*** Dataset excerpts Section Begins ***

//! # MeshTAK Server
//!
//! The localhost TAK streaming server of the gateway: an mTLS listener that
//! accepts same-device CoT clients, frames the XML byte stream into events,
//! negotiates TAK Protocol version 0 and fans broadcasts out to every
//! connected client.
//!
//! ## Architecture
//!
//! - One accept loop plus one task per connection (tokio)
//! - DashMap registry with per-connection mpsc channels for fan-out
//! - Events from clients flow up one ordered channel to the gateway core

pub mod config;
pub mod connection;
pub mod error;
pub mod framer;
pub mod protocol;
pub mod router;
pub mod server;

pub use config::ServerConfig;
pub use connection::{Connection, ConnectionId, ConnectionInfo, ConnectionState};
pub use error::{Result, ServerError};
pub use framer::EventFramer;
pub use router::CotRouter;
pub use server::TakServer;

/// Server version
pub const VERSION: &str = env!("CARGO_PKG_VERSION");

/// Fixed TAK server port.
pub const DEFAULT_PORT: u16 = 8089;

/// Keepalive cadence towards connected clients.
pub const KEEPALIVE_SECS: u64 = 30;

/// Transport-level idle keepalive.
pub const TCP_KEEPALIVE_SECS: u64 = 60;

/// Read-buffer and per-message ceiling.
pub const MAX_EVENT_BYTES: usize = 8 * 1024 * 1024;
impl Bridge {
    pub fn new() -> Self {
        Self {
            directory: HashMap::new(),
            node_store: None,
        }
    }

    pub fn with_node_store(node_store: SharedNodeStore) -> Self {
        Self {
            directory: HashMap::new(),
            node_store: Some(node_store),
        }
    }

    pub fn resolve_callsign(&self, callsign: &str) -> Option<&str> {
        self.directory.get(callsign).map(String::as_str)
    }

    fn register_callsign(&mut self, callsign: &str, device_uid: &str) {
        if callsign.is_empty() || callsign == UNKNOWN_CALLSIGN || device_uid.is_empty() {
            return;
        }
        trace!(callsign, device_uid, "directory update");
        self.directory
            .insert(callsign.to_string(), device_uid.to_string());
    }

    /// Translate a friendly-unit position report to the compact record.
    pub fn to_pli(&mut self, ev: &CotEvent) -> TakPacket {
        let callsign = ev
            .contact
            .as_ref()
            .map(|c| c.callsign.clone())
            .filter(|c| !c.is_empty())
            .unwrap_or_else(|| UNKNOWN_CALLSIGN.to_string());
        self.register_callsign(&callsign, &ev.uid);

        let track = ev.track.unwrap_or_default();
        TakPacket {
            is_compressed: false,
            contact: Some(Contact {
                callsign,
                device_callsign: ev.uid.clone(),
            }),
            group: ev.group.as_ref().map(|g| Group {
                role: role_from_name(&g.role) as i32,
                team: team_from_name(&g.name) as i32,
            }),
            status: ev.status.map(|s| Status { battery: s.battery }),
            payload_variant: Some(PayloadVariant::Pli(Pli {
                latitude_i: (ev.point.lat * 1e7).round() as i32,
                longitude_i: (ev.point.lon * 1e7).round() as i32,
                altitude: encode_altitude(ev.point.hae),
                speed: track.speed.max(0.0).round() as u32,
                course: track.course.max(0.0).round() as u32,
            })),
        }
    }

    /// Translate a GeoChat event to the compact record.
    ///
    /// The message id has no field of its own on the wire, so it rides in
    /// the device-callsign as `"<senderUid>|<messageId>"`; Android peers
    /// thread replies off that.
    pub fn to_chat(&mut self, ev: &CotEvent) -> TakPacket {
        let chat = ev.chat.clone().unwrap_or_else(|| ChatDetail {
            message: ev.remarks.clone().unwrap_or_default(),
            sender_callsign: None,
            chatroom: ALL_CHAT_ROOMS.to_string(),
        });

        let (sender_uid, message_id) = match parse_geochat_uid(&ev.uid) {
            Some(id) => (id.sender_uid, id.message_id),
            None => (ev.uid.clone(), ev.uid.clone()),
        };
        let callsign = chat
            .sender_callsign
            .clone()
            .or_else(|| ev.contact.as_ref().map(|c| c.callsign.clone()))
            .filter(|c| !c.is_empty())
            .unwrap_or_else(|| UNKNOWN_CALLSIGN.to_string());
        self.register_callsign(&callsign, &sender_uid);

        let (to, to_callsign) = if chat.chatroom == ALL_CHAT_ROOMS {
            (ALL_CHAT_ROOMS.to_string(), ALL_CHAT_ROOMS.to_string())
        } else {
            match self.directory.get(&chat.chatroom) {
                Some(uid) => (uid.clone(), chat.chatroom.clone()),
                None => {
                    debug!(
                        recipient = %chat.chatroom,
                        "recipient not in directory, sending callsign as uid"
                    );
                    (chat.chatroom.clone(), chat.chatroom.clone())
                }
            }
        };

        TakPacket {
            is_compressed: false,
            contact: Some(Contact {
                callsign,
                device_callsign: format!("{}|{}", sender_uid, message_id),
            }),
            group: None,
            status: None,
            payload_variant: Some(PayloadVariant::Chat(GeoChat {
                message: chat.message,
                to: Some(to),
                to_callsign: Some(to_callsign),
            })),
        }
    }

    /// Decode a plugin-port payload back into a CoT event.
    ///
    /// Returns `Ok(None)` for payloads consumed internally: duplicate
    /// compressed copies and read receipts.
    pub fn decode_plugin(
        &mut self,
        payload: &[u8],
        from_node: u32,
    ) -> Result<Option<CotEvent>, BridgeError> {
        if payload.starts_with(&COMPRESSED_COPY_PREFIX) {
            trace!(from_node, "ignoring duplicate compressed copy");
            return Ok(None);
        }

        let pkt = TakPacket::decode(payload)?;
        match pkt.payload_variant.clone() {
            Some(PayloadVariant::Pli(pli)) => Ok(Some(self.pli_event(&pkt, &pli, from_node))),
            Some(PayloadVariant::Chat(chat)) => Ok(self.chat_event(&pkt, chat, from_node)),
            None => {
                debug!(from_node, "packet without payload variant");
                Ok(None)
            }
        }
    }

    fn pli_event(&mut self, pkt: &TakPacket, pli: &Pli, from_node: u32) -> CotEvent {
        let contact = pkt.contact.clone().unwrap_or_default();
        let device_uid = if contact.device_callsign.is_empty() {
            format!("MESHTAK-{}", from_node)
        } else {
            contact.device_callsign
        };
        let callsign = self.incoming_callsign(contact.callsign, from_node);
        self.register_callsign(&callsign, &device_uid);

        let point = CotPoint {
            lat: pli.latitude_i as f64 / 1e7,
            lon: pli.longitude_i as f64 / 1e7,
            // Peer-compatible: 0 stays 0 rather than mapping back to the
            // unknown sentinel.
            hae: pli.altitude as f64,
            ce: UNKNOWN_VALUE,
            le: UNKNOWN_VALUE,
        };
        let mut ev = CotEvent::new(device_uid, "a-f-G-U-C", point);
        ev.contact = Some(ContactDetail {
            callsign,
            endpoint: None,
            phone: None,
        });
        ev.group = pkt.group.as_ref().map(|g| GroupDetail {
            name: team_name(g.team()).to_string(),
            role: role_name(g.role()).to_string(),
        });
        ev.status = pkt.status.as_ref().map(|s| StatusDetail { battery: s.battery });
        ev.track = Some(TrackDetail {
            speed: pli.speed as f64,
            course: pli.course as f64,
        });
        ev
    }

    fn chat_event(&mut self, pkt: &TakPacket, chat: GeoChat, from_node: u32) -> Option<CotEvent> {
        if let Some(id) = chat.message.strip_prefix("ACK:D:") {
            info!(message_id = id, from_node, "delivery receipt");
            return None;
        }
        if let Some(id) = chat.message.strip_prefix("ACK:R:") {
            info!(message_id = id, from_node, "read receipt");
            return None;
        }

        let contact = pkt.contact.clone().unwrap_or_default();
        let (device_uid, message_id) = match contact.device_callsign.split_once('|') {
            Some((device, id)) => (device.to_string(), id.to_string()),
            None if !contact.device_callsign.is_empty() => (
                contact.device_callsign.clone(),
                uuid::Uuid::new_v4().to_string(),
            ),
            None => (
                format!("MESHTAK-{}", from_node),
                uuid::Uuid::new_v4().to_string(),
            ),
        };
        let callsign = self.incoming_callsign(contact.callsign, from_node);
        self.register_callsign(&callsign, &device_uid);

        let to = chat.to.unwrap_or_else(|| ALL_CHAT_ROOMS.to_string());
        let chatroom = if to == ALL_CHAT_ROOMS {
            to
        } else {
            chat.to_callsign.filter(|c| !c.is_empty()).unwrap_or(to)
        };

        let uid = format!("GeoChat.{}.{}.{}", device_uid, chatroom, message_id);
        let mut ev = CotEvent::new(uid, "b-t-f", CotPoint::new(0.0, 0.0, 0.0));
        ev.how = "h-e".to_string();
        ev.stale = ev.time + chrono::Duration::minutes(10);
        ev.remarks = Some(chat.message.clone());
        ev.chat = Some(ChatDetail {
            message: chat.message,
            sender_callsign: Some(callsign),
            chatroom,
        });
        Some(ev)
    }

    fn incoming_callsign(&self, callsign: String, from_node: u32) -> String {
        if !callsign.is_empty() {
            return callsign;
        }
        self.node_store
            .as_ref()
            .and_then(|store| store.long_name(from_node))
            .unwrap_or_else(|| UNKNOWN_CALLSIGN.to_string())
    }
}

*** Dataset excerpts Section Ends ***

Problem:
Write down every line of the data above that includes the string "ChatDetail".

Answer area:
        let chat = ev.chat.clone().unwrap_or_else(|| ChatDetail {
        ev.chat = Some(ChatDetail {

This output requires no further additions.